He had agreed to come pick you up from work and take you to get your car at the auto repair shop. “I forgot.” Problem is that whenever it comes time to help you, he forgets to ... A LOT.
She calls it wit: everyone else experiences it as sarcastic barbs.
He is most always late.
Usually very emotionally mature, she goes into her Dumb Blond Routine whenever she feels she is about to be confronted.
He repeatedly changes the subject or drops a Confusion Bomb when team meetings are not going his way.
Quite articulate in most settings, she consistently is befuddled when it comes time to explaining why she disagrees/was late/ forgot.
He is the busiest person you know. There is not a speck of dust in his office and material on desk is in alphabetical order. You never see him sitting still. But he gets very little done.
It is never her fault. Never.
Every time there is a confrontation, he gets a headache.
Rather than telling you she will not grant you the loan/help you with the project/ go out with you Friday night, she simply disappears until it is too late for the loan to do any good/ the project due date passes/ it is Monday.
Whenever he wounds your feelings, he says he was only teasing.
Passive aggressive behavior defies expectations by Not. Doing. A. Single. Thing.
Passive aggressive behavior sabotages in ways that cannot clearly be attributed to the saboteur
Passive aggressive behavior is stealth warfare
What is the source of this behavior? I don’t think there is a single cause. Sometimes it is fear of authority, other times it is the behavior of a control freak, and quite often it is evidence of internalized anger. I am ticked off at you, him, them, it or myself but cannot talk about it so shall demonstrate it.

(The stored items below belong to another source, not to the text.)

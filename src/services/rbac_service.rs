// src/services/rbac_service.rs

use std::collections::BTreeSet;
use std::sync::Arc;

use uuid::Uuid;

use crate::{
    common::error::AppError,
    db::{RbacRepository, UserRepository},
    models::{
        auth::{IdentitySnapshot, VerifiedIdentity},
        rbac::{
            full_permission_name, CreatePermissionPayload, CreateRolePayload, NewPermission,
            NewRole, Permission, Role, RoleResponse,
        },
    },
};

pub const ROLE_USER: &str = "ROLE_USER";
pub const ROLE_ADMIN: &str = "ROLE_ADMIN";

// Catálogo semeado em cada tenant novo
const CATALOG_RESOURCES: [&str; 5] = ["USER", "TRAVEL", "BOOKING", "PAYMENT", "ANALYTICS"];
const CATALOG_ACTIONS: [&str; 4] = ["READ", "CREATE", "UPDATE", "DELETE"];
const RBAC_MANAGE: (&str, &str) = ("RBAC", "MANAGE");

const USER_ROLE_DEFAULTS: [&str; 4] = ["USER:READ", "TRAVEL:READ", "BOOKING:READ", "BOOKING:CREATE"];

// Limites das colunas em `roles` e `permissions`
const MAX_ROLE_NAME_LENGTH: usize = 50;
const MAX_PERMISSION_NAME_LENGTH: usize = 100;
// `{RESOURCE}_{ACTION}` precisa caber em MAX_PERMISSION_NAME_LENGTH
const MAX_PERMISSION_PART_LENGTH: usize = 49;
const MAX_DESCRIPTION_LENGTH: usize = 255;

#[derive(Clone)]
pub struct RbacService {
    repo: Arc<dyn RbacRepository>,
    users: Arc<dyn UserRepository>,
    default_role: Arc<str>,
}

impl RbacService {
    /// `default_role` é o cargo dado a todo usuário novo; é semeado em cada
    /// tenant junto com os cargos fixos.
    pub fn new(
        repo: Arc<dyn RbacRepository>,
        users: Arc<dyn UserRepository>,
        default_role: &str,
    ) -> Result<Self, AppError> {
        let default_role = normalize_role_name(default_role)?;
        Ok(Self {
            repo,
            users,
            default_role: Arc::from(default_role),
        })
    }

    pub fn default_role(&self) -> &str {
        &self.default_role
    }

    /// Verificação contra o snapshot do token. Sem ida ao banco: mudanças
    /// de cargo só aparecem após novo login ou refresh.
    pub fn has_permission(identity: &VerifiedIdentity, resource: &str, action: &str) -> bool {
        identity
            .permissions
            .contains(&full_permission_name(resource, action))
    }

    /// Garante os cargos e o catálogo padrão do tenant. Seguro sob
    /// concorrência: duplicatas viram leitura do registro existente.
    pub async fn ensure_tenant_defaults(&self, tenant_id: &str) -> Result<(), AppError> {
        let mut missing = false;
        for name in [ROLE_USER, ROLE_ADMIN, self.default_role()] {
            if self.repo.find_role_by_name(tenant_id, name).await?.is_none() {
                missing = true;
                break;
            }
        }
        if !missing {
            return Ok(());
        }

        tracing::info!(%tenant_id, "Semeando cargos e permissões padrão do tenant");

        // 1. Catálogo de permissões
        let mut catalog = Vec::new();
        for resource in CATALOG_RESOURCES {
            for action in CATALOG_ACTIONS {
                catalog.push(self.get_or_create_permission(tenant_id, resource, action).await?);
            }
        }
        catalog.push(
            self.get_or_create_permission(tenant_id, RBAC_MANAGE.0, RBAC_MANAGE.1)
                .await?,
        );

        // 2. Cargo de usuário comum
        let user_role = self
            .get_or_create_role(tenant_id, ROLE_USER, "Usuário padrão da plataforma")
            .await?;
        for permission in catalog
            .iter()
            .filter(|p| USER_ROLE_DEFAULTS.contains(&p.full_name().as_str()))
        {
            self.repo
                .assign_permission(tenant_id, user_role.id, permission.id)
                .await?;
        }

        // 3. Cargo padrão configurado, quando não é um dos fixos
        if self.default_role() != ROLE_USER && self.default_role() != ROLE_ADMIN {
            let default_role = self
                .get_or_create_role(tenant_id, self.default_role(), "Cargo padrão de novos usuários")
                .await?;
            for permission in catalog
                .iter()
                .filter(|p| USER_ROLE_DEFAULTS.contains(&p.full_name().as_str()))
            {
                self.repo
                    .assign_permission(tenant_id, default_role.id, permission.id)
                    .await?;
            }
        }

        // 4. Administrador recebe tudo
        let admin_role = self
            .get_or_create_role(tenant_id, ROLE_ADMIN, "Administrador do tenant")
            .await?;
        for permission in &catalog {
            self.repo
                .assign_permission(tenant_id, admin_role.id, permission.id)
                .await?;
        }

        Ok(())
    }

    async fn get_or_create_permission(
        &self,
        tenant_id: &str,
        resource: &str,
        action: &str,
    ) -> Result<Permission, AppError> {
        let new_permission = NewPermission {
            name: format!("{resource}_{action}"),
            resource: resource.to_owned(),
            action: action.to_owned(),
            description: None,
        };
        match self.repo.create_permission(tenant_id, new_permission).await {
            Err(AppError::DuplicatePermission) => self
                .repo
                .find_permissions_by_full_names(tenant_id, &[full_permission_name(resource, action)])
                .await?
                .into_iter()
                .next()
                .ok_or(AppError::DuplicatePermission),
            other => other,
        }
    }

    async fn get_or_create_role(
        &self,
        tenant_id: &str,
        name: &str,
        description: &str,
    ) -> Result<Role, AppError> {
        let new_role = NewRole {
            name: name.to_owned(),
            description: Some(description.to_owned()),
        };
        match self.repo.create_role(tenant_id, new_role).await {
            Err(AppError::DuplicateRole) => self
                .repo
                .find_role_by_name(tenant_id, name)
                .await?
                .ok_or(AppError::DuplicateRole),
            other => other,
        }
    }

    pub async fn create_permission(
        &self,
        tenant_id: &str,
        payload: CreatePermissionPayload,
    ) -> Result<Permission, AppError> {
        let resource = normalize_identifier(&payload.resource, "recurso", MAX_PERMISSION_PART_LENGTH)?;
        let action = normalize_identifier(&payload.action, "ação", MAX_PERMISSION_PART_LENGTH)?;
        let name = match payload.name {
            Some(name) => normalize_identifier(&name, "nome", MAX_PERMISSION_NAME_LENGTH)?,
            None => format!("{resource}_{action}"),
        };
        check_description(payload.description.as_deref())?;

        let permission = self
            .repo
            .create_permission(
                tenant_id,
                NewPermission {
                    name,
                    resource,
                    action,
                    description: payload.description,
                },
            )
            .await?;

        tracing::info!(%tenant_id, permission = %permission.full_name(), "Permissão criada");
        Ok(permission)
    }

    pub async fn create_role_with_permissions(
        &self,
        tenant_id: &str,
        payload: CreateRolePayload,
    ) -> Result<RoleResponse, AppError> {
        let name = normalize_role_name(&payload.name)?;
        check_description(payload.description.as_deref())?;

        // 1. Resolve os nomes completos antes de criar qualquer coisa
        let requested: BTreeSet<String> = payload
            .permissions
            .iter()
            .map(|p| p.trim().to_ascii_uppercase())
            .collect();
        let requested: Vec<String> = requested.into_iter().collect();
        let permissions = self
            .repo
            .find_permissions_by_full_names(tenant_id, &requested)
            .await?;

        if permissions.len() != requested.len() {
            let found: BTreeSet<String> = permissions.iter().map(Permission::full_name).collect();
            let missing: Vec<&str> = requested
                .iter()
                .filter(|p| !found.contains(*p))
                .map(String::as_str)
                .collect();
            return Err(AppError::InvalidName(format!(
                "permissões desconhecidas: {}",
                missing.join(", ")
            )));
        }

        // 2. Cria o cargo
        let role = self
            .repo
            .create_role(
                tenant_id,
                NewRole {
                    name,
                    description: payload.description,
                },
            )
            .await?;

        // 3. Vincula as permissões
        for permission in &permissions {
            self.repo
                .assign_permission(tenant_id, role.id, permission.id)
                .await?;
        }

        tracing::info!(%tenant_id, role = %role.name, count = permissions.len(), "Cargo criado");
        Ok(RoleResponse {
            role,
            permissions: permissions.iter().map(Permission::full_name).collect(),
        })
    }

    pub async fn list_roles(&self, tenant_id: &str) -> Result<Vec<RoleResponse>, AppError> {
        let roles = self.repo.list_roles(tenant_id).await?;
        let mut responses = Vec::with_capacity(roles.len());
        for role in roles {
            let permissions = self.repo.permissions_for_role(tenant_id, role.id).await?;
            responses.push(RoleResponse {
                role,
                permissions: permissions.iter().map(Permission::full_name).collect(),
            });
        }
        Ok(responses)
    }

    pub async fn list_permissions(&self, tenant_id: &str) -> Result<Vec<Permission>, AppError> {
        self.repo.list_permissions(tenant_id).await
    }

    pub async fn find_role(&self, tenant_id: &str, role_name: &str) -> Result<Role, AppError> {
        self.repo
            .find_role_by_name(tenant_id, role_name.trim())
            .await?
            .ok_or(AppError::NotFound("Cargo"))
    }

    /// Atribui um cargo (pelo nome) a um usuário do mesmo tenant.
    pub async fn assign_role(
        &self,
        tenant_id: &str,
        user_id: Uuid,
        role_name: &str,
    ) -> Result<(), AppError> {
        self.users
            .find_by_id(tenant_id, user_id)
            .await?
            .ok_or(AppError::NotFound("Usuário"))?;

        let role = self.find_role(tenant_id, role_name).await?;

        self.repo.assign_role(tenant_id, user_id, role.id).await?;
        tracing::info!(%tenant_id, %user_id, role = %role.name, "Cargo atribuído");
        Ok(())
    }

    pub async fn set_role_active(
        &self,
        tenant_id: &str,
        role_id: Uuid,
        active: bool,
    ) -> Result<Role, AppError> {
        self.repo.set_role_active(tenant_id, role_id, active).await
    }

    pub async fn set_permission_active(
        &self,
        tenant_id: &str,
        permission_id: Uuid,
        active: bool,
    ) -> Result<Permission, AppError> {
        self.repo
            .set_permission_active(tenant_id, permission_id, active)
            .await
    }

    /// Leitura ao vivo dos cargos ativos e da união das suas permissões
    /// ativas. É o que vai para o snapshot de um token novo.
    pub async fn snapshot_for_user(
        &self,
        tenant_id: &str,
        user_id: Uuid,
    ) -> Result<IdentitySnapshot, AppError> {
        let grants = self.repo.grants_for_user(tenant_id, user_id).await?;

        let mut snapshot = IdentitySnapshot::default();
        for grant in grants.into_iter().filter(|g| g.role.is_active) {
            snapshot.roles.insert(grant.role.name);
            snapshot.permissions.extend(
                grant
                    .permissions
                    .iter()
                    .filter(|p| p.is_active)
                    .map(Permission::full_name),
            );
        }
        Ok(snapshot)
    }

    pub async fn effective_permissions(
        &self,
        tenant_id: &str,
        user_id: Uuid,
    ) -> Result<BTreeSet<String>, AppError> {
        Ok(self.snapshot_for_user(tenant_id, user_id).await?.permissions)
    }
}

pub fn normalize_role_name(value: &str) -> Result<String, AppError> {
    normalize_identifier(value, "nome do cargo", MAX_ROLE_NAME_LENGTH)
}

// Identificadores de RBAC: maiúsculas, dígitos e '_'
fn normalize_identifier(value: &str, field: &str, max_length: usize) -> Result<String, AppError> {
    let normalized = value.trim().to_ascii_uppercase();
    if normalized.is_empty() || normalized.len() > max_length {
        return Err(AppError::InvalidName(format!(
            "{field} deve ter entre 1 e {max_length} caracteres"
        )));
    }
    if !normalized
        .chars()
        .all(|c| c.is_ascii_alphanumeric() || c == '_')
    {
        return Err(AppError::InvalidName(format!(
            "{field} aceita apenas letras, números e '_'"
        )));
    }
    Ok(normalized)
}

fn check_description(description: Option<&str>) -> Result<(), AppError> {
    match description {
        Some(d) if d.chars().count() > MAX_DESCRIPTION_LENGTH => Err(AppError::InvalidName(format!(
            "descrição aceita no máximo {MAX_DESCRIPTION_LENGTH} caracteres"
        ))),
        _ => Ok(()),
    }
}

#[cfg(test)]
mod tests {
    use super::*;

    #[test]
    fn identifiers_are_upper_cased_and_checked() {
        assert_eq!(normalize_identifier(" booking ", "recurso", 49).unwrap(), "BOOKING");
        assert_eq!(normalize_role_name("role_agent").unwrap(), "ROLE_AGENT");
        assert!(matches!(normalize_role_name("  "), Err(AppError::InvalidName(_))));
        assert!(matches!(normalize_role_name("A:B"), Err(AppError::InvalidName(_))));
    }

    #[test]
    fn name_limits_match_the_table_columns() {
        assert!(normalize_role_name(&"R".repeat(MAX_ROLE_NAME_LENGTH)).is_ok());
        assert!(matches!(
            normalize_role_name(&"R".repeat(MAX_ROLE_NAME_LENGTH + 1)),
            Err(AppError::InvalidName(_))
        ));

        // Nome derivado no pior caso ainda cabe na coluna
        let part = "X".repeat(MAX_PERMISSION_PART_LENGTH);
        assert!(format!("{part}_{part}").len() <= MAX_PERMISSION_NAME_LENGTH);

        assert!(check_description(Some(&"é".repeat(MAX_DESCRIPTION_LENGTH))).is_ok());
        assert!(check_description(Some(&"é".repeat(MAX_DESCRIPTION_LENGTH + 1))).is_err());
    }

    #[test]
    fn has_permission_reads_the_snapshot_only() {
        let identity = VerifiedIdentity {
            user_id: Uuid::new_v4(),
            tenant_id: "acme".into(),
            roles: [ROLE_USER.to_string()].into_iter().collect(),
            permissions: ["BOOKING:READ".to_string()].into_iter().collect(),
        };
        assert!(RbacService::has_permission(&identity, "BOOKING", "READ"));
        assert!(!RbacService::has_permission(&identity, "BOOKING", "DELETE"));
    }
}
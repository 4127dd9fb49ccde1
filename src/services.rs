pub mod auth;
pub use auth::{AuthService, AuthSession};
pub mod notifier;
pub mod password;
pub mod rbac_service;
pub use rbac_service::RbacService;
pub mod token_service;
pub use token_service::{IdentitySource, TokenService};
// src/middleware/i18n.rs

use std::convert::Infallible;

use axum::extract::FromRequestParts;
use axum::http::{header, request::Parts};

pub const DEFAULT_LANGUAGE: &str = "en";

// Idioma preferido do cliente, lido do Accept-Language
#[derive(Debug, Clone, PartialEq, Eq)]
pub struct Locale(pub String);

impl Locale {
    fn from_header(header_str: &str) -> Option<Self> {
        accept_language::parse(header_str)
            .first()
            // "pt-BR" -> "pt"
            .and_then(|tag| tag.split('-').next())
            .filter(|lang| !lang.is_empty())
            .map(|lang| Locale(lang.to_ascii_lowercase()))
    }
}

impl<S> FromRequestParts<S> for Locale
where
    S: Send + Sync,
{
    type Rejection = Infallible;

    async fn from_request_parts(parts: &mut Parts, _state: &S) -> Result<Self, Self::Rejection> {
        let lang = parts
            .headers
            .get(header::ACCEPT_LANGUAGE)
            .and_then(|header_value| header_value.to_str().ok())
            .and_then(Locale::from_header)
            .unwrap_or_else(|| Locale(DEFAULT_LANGUAGE.to_string()));

        Ok(lang)
    }
}

#[cfg(test)]
mod tests {
    use super::*;

    #[test]
    fn picks_highest_quality_primary_tag() {
        assert_eq!(
            Locale::from_header("pt-BR,pt;q=0.9,en;q=0.5"),
            Some(Locale("pt".into()))
        );
        assert_eq!(Locale::from_header("en;q=0.4, fr-CA"), Some(Locale("fr".into())));
        assert_eq!(Locale::from_header(""), None);
    }
}
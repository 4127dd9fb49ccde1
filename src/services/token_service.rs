// src/services/token_service.rs
//
// Emissão e validação dos tokens. O access token é sem estado (só
// assinatura + expiração); o refresh token também é assinado, mas cada
// `jti` tem uma entrada no revocation store.

use std::sync::Arc;

use async_trait::async_trait;
use base64::{engine::general_purpose::URL_SAFE_NO_PAD, Engine};
use chrono::{Duration, Utc};
use jsonwebtoken::{
    decode, encode, errors::ErrorKind, Algorithm, DecodingKey, EncodingKey, Header, Validation,
};
use rand::RngCore;
use sha2::{Digest, Sha256};
use uuid::Uuid;

use crate::{
    common::error::AppError,
    config::AuthSettings,
    db::TokenRepository,
    models::{
        auth::{Claims, IdentitySnapshot, TokenKind},
        token::{
            IssuedToken, OneTimeTokenKind, OneTimeTokenRecord, RefreshTokenRecord, TokenPair,
        },
    },
};

/// Fonte da identidade usada ao girar um refresh token: o snapshot do
/// novo access token é derivado de novo, nunca copiado do token antigo.
#[async_trait]
pub trait IdentitySource: Send + Sync {
    async fn snapshot(&self, tenant_id: &str, user_id: Uuid) -> Result<IdentitySnapshot, AppError>;
}

#[derive(Clone)]
pub struct TokenService {
    repo: Arc<dyn TokenRepository>,
    encoding_key: EncodingKey,
    decoding_key: DecodingKey,
    issuer: String,
    access_ttl: Duration,
    refresh_ttl: Duration,
    verification_ttl: Duration,
    reset_ttl: Duration,
}

impl TokenService {
    pub fn new(repo: Arc<dyn TokenRepository>, settings: &AuthSettings) -> Self {
        Self {
            repo,
            encoding_key: EncodingKey::from_secret(settings.jwt_secret.as_bytes()),
            decoding_key: DecodingKey::from_secret(settings.jwt_secret.as_bytes()),
            issuer: settings.jwt_issuer.clone(),
            access_ttl: Duration::seconds(settings.access_token_ttl_secs),
            refresh_ttl: Duration::seconds(settings.refresh_token_ttl_secs),
            verification_ttl: Duration::seconds(settings.verification_token_ttl_secs),
            reset_ttl: Duration::seconds(settings.reset_token_ttl_secs),
        }
    }

    /// Validade do access token em milissegundos (campo `expiresIn`).
    pub fn access_token_ttl_millis(&self) -> i64 {
        self.access_ttl.num_milliseconds()
    }

    fn validation(&self, validate_exp: bool) -> Validation {
        let mut validation = Validation::new(Algorithm::HS256);
        validation.set_issuer(&[&self.issuer]);
        validation.set_required_spec_claims(&["exp", "iat", "iss", "sub"]);
        validation.leeway = 0;
        validation.validate_exp = validate_exp;
        validation
    }

    fn sign(
        &self,
        user_id: Uuid,
        tenant_id: &str,
        kind: TokenKind,
        snapshot: Option<&IdentitySnapshot>,
    ) -> Result<IssuedToken, AppError> {
        let now = Utc::now();
        let ttl = match kind {
            TokenKind::Access => self.access_ttl,
            TokenKind::Refresh => self.refresh_ttl,
        };
        let expires_at = now + ttl;
        let token_id = Uuid::new_v4();

        let claims = Claims {
            sub: user_id,
            tenant_id: tenant_id.to_owned(),
            roles: snapshot
                .map(|s| s.roles.iter().cloned().collect())
                .unwrap_or_default(),
            permissions: snapshot
                .map(|s| s.permissions.iter().cloned().collect())
                .unwrap_or_default(),
            iat: now.timestamp(),
            exp: expires_at.timestamp(),
            jti: token_id,
            iss: self.issuer.clone(),
            typ: kind,
        };

        // Falha aqui é interna (chave indisponível) e vira 500
        let token = encode(&Header::new(Algorithm::HS256), &claims, &self.encoding_key)?;
        Ok(IssuedToken { token, token_id, expires_at })
    }

    fn decode_claims(
        &self,
        token: &str,
        expected: TokenKind,
        validate_exp: bool,
    ) -> Result<Claims, AppError> {
        let claims = decode::<Claims>(token, &self.decoding_key, &self.validation(validate_exp))
            .map(|data| data.claims)
            .map_err(map_decode_error)?;

        // Um refresh token nunca serve como access token (e vice-versa)
        if claims.typ != expected {
            return Err(AppError::InvalidToken);
        }
        Ok(claims)
    }

    /// Assina o snapshot de cargos/permissões. Sem efeitos colaterais.
    pub fn issue_access_token(
        &self,
        user_id: Uuid,
        tenant_id: &str,
        snapshot: &IdentitySnapshot,
    ) -> Result<IssuedToken, AppError> {
        self.sign(user_id, tenant_id, TokenKind::Access, Some(snapshot))
    }

    /// Assina e registra o refresh token no revocation store.
    pub async fn issue_refresh_token(
        &self,
        user_id: Uuid,
        tenant_id: &str,
    ) -> Result<IssuedToken, AppError> {
        let issued = self.sign(user_id, tenant_id, TokenKind::Refresh, None)?;
        self.repo
            .insert_refresh(RefreshTokenRecord {
                token_id: issued.token_id,
                user_id,
                tenant_id: tenant_id.to_owned(),
                expires_at: issued.expires_at,
                revoked_at: None,
            })
            .await?;
        Ok(issued)
    }

    pub async fn issue_pair(
        &self,
        user_id: Uuid,
        tenant_id: &str,
        snapshot: &IdentitySnapshot,
    ) -> Result<TokenPair, AppError> {
        let access = self.issue_access_token(user_id, tenant_id, snapshot)?;
        let refresh = self.issue_refresh_token(user_id, tenant_id).await?;
        Ok(TokenPair {
            user_id,
            tenant_id: tenant_id.to_owned(),
            access,
            refresh,
        })
    }

    /// Verificação sem estado: assinatura, emissor, expiração e tipo.
    /// Não toca no store nem em nenhum lock.
    pub fn validate_access_token(&self, token: &str) -> Result<Claims, AppError> {
        self.decode_claims(token, TokenKind::Access, true)
    }

    /// Gira o refresh token: verifica a assinatura, revoga o `jti` num
    /// único compare-and-swap e emite um par novo com o snapshot atual.
    #[tracing::instrument(skip_all)]
    pub async fn redeem_refresh_token(
        &self,
        token: &str,
        identity: &dyn IdentitySource,
    ) -> Result<TokenPair, AppError> {
        let claims = self.decode_claims(token, TokenKind::Refresh, true)?;
        let record = self.repo.redeem_refresh(claims.jti, Utc::now()).await?;

        // O registro é a fonte de verdade de dono e tenant
        if record.user_id != claims.sub || record.tenant_id != claims.tenant_id {
            tracing::warn!(token_id = %claims.jti, "Refresh token não confere com o registro");
            return Err(AppError::InvalidToken);
        }

        let snapshot = identity.snapshot(&record.tenant_id, record.user_id).await?;
        let pair = self
            .issue_pair(record.user_id, &record.tenant_id, &snapshot)
            .await?;
        tracing::debug!(old = %claims.jti, new = %pair.refresh.token_id, "Refresh token girado");
        Ok(pair)
    }

    /// Idempotente.
    pub async fn revoke(&self, token_id: Uuid) -> Result<(), AppError> {
        self.repo.revoke_refresh(token_id, Utc::now()).await
    }

    /// Logout: aceita token expirado, desde que a assinatura seja válida.
    pub async fn revoke_refresh_token(&self, token: &str) -> Result<(), AppError> {
        let claims = self.decode_claims(token, TokenKind::Refresh, false)?;
        self.revoke(claims.jti).await
    }

    pub async fn revoke_all_for_user(&self, tenant_id: &str, user_id: Uuid) -> Result<u64, AppError> {
        self.repo
            .revoke_all_for_user(tenant_id, user_id, Utc::now())
            .await
    }

    /// Gera um token opaco de uso único e guarda apenas o seu hash.
    /// Devolve o valor bruto, que só segue para o notificador.
    pub async fn issue_one_time_token(
        &self,
        kind: OneTimeTokenKind,
        tenant_id: &str,
        user_id: Uuid,
    ) -> Result<String, AppError> {
        let raw = generate_opaque_token();
        let ttl = match kind {
            OneTimeTokenKind::EmailVerification => self.verification_ttl,
            OneTimeTokenKind::PasswordReset => self.reset_ttl,
        };

        self.repo
            .insert_one_time(OneTimeTokenRecord {
                token_hash: hash_opaque_token(&raw),
                kind,
                user_id,
                tenant_id: tenant_id.to_owned(),
                expires_at: Utc::now() + ttl,
                used_at: None,
            })
            .await?;
        Ok(raw)
    }

    pub async fn consume_one_time_token(
        &self,
        kind: OneTimeTokenKind,
        raw: &str,
    ) -> Result<OneTimeTokenRecord, AppError> {
        self.repo
            .consume_one_time(kind, &hash_opaque_token(raw), Utc::now())
            .await
    }

    pub async fn invalidate_one_time_tokens(
        &self,
        kind: OneTimeTokenKind,
        tenant_id: &str,
        user_id: Uuid,
    ) -> Result<u64, AppError> {
        self.repo
            .invalidate_one_time_for_user(kind, tenant_id, user_id, Utc::now())
            .await
    }

    pub async fn purge_expired(&self) -> Result<u64, AppError> {
        self.repo.purge_expired(Utc::now()).await
    }
}

fn map_decode_error(err: jsonwebtoken::errors::Error) -> AppError {
    match err.kind() {
        ErrorKind::ExpiredSignature => AppError::ExpiredToken,
        ErrorKind::InvalidToken
        | ErrorKind::Base64(_)
        | ErrorKind::Json(_)
        | ErrorKind::Utf8(_)
        | ErrorKind::MissingRequiredClaim(_) => AppError::MalformedToken,
        _ => AppError::InvalidToken,
    }
}

/// 32 bytes aleatórios em base64url (43 caracteres, sem padding).
pub fn generate_opaque_token() -> String {
    let mut bytes = [0u8; 32];
    rand::thread_rng().fill_bytes(&mut bytes);
    URL_SAFE_NO_PAD.encode(bytes)
}

/// SHA-256 em hex: o valor guardado no banco.
pub fn hash_opaque_token(raw: &str) -> String {
    hex::encode(Sha256::digest(raw.as_bytes()))
}

#[cfg(test)]
mod tests {
    use super::*;
    use crate::db::InMemoryTokenRepository;

    fn settings() -> AuthSettings {
        AuthSettings {
            jwt_secret: "segredo-de-teste-com-tamanho-suficiente".into(),
            ..AuthSettings::default()
        }
    }

    fn service() -> TokenService {
        TokenService::new(Arc::new(InMemoryTokenRepository::new()), &settings())
    }

    fn snapshot() -> IdentitySnapshot {
        IdentitySnapshot {
            roles: ["ROLE_USER".to_string()].into_iter().collect(),
            permissions: ["BOOKING:READ".to_string()].into_iter().collect(),
        }
    }

    #[test]
    fn access_token_roundtrip_keeps_snapshot() {
        let service = service();
        let user_id = Uuid::new_v4();
        let issued = service
            .issue_access_token(user_id, "acme", &snapshot())
            .unwrap();

        let claims = service.validate_access_token(&issued.token).unwrap();
        assert_eq!(claims.sub, user_id);
        assert_eq!(claims.tenant_id, "acme");
        assert_eq!(claims.jti, issued.token_id);
        assert_eq!(claims.roles, vec!["ROLE_USER".to_string()]);
        assert_eq!(claims.permissions, vec!["BOOKING:READ".to_string()]);
    }

    #[test]
    fn expired_access_token_is_reported_as_expired() {
        let service = service();
        let now = Utc::now().timestamp();
        let claims = Claims {
            sub: Uuid::new_v4(),
            tenant_id: "acme".into(),
            roles: vec![],
            permissions: vec![],
            iat: now - 120,
            exp: now - 60,
            jti: Uuid::new_v4(),
            iss: settings().jwt_issuer,
            typ: TokenKind::Access,
        };
        let token = encode(&Header::new(Algorithm::HS256), &claims, &service.encoding_key).unwrap();

        assert!(matches!(
            service.validate_access_token(&token),
            Err(AppError::ExpiredToken)
        ));
    }

    #[test]
    fn garbage_and_foreign_signatures_are_rejected() {
        let service = service();
        assert!(matches!(
            service.validate_access_token("nao-e-um-jwt"),
            Err(AppError::MalformedToken)
        ));

        let other = TokenService::new(
            Arc::new(InMemoryTokenRepository::new()),
            &AuthSettings {
                jwt_secret: "outro-segredo-qualquer".into(),
                ..AuthSettings::default()
            },
        );
        let foreign = other
            .issue_access_token(Uuid::new_v4(), "acme", &snapshot())
            .unwrap();
        assert!(matches!(
            service.validate_access_token(&foreign.token),
            Err(AppError::InvalidToken)
        ));
    }

    #[tokio::test]
    async fn refresh_token_is_not_an_access_token() {
        let service = service();
        let refresh = service
            .issue_refresh_token(Uuid::new_v4(), "acme")
            .await
            .unwrap();
        assert!(matches!(
            service.validate_access_token(&refresh.token),
            Err(AppError::InvalidToken)
        ));
    }

    #[tokio::test]
    async fn one_time_token_is_stored_hashed_and_single_use() {
        let service = service();
        let user_id = Uuid::new_v4();
        let raw = service
            .issue_one_time_token(OneTimeTokenKind::EmailVerification, "acme", user_id)
            .await
            .unwrap();
        assert_eq!(raw.len(), 43);

        // Tipo errado não encontra o token
        assert!(matches!(
            service
                .consume_one_time_token(OneTimeTokenKind::PasswordReset, &raw)
                .await,
            Err(AppError::InvalidToken)
        ));

        let record = service
            .consume_one_time_token(OneTimeTokenKind::EmailVerification, &raw)
            .await
            .unwrap();
        assert_eq!(record.user_id, user_id);
        assert_eq!(record.token_hash, hash_opaque_token(&raw));

        assert!(matches!(
            service
                .consume_one_time_token(OneTimeTokenKind::EmailVerification, &raw)
                .await,
            Err(AppError::AlreadyUsed)
        ));
    }
}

I was coaching a client last year that I noticed was often forgetting things, and would become confused when I asked him to explain to me a specific assignment he had been quite clear on just the day before. Turns out he was terrified of Being Wrong: his passive aggressive behaviors were to protect himself.
How to Deal
Confront: I noticed that whenever we begin talking about this issue, you get a headache and we have to postpone the discussion. What is the problem?
Inform: Do you realize that by being late to this meeting, you wasted $500 of the company’s money? (Ten team members being paid $50 per hour.)
Hold Accountable: You are expected to be on time. If you are late again, no matter how “legitimate” your excuse, you will force me to (depends on context) remove you from this team/ assign you to different department/ fire you/ send you to counselor.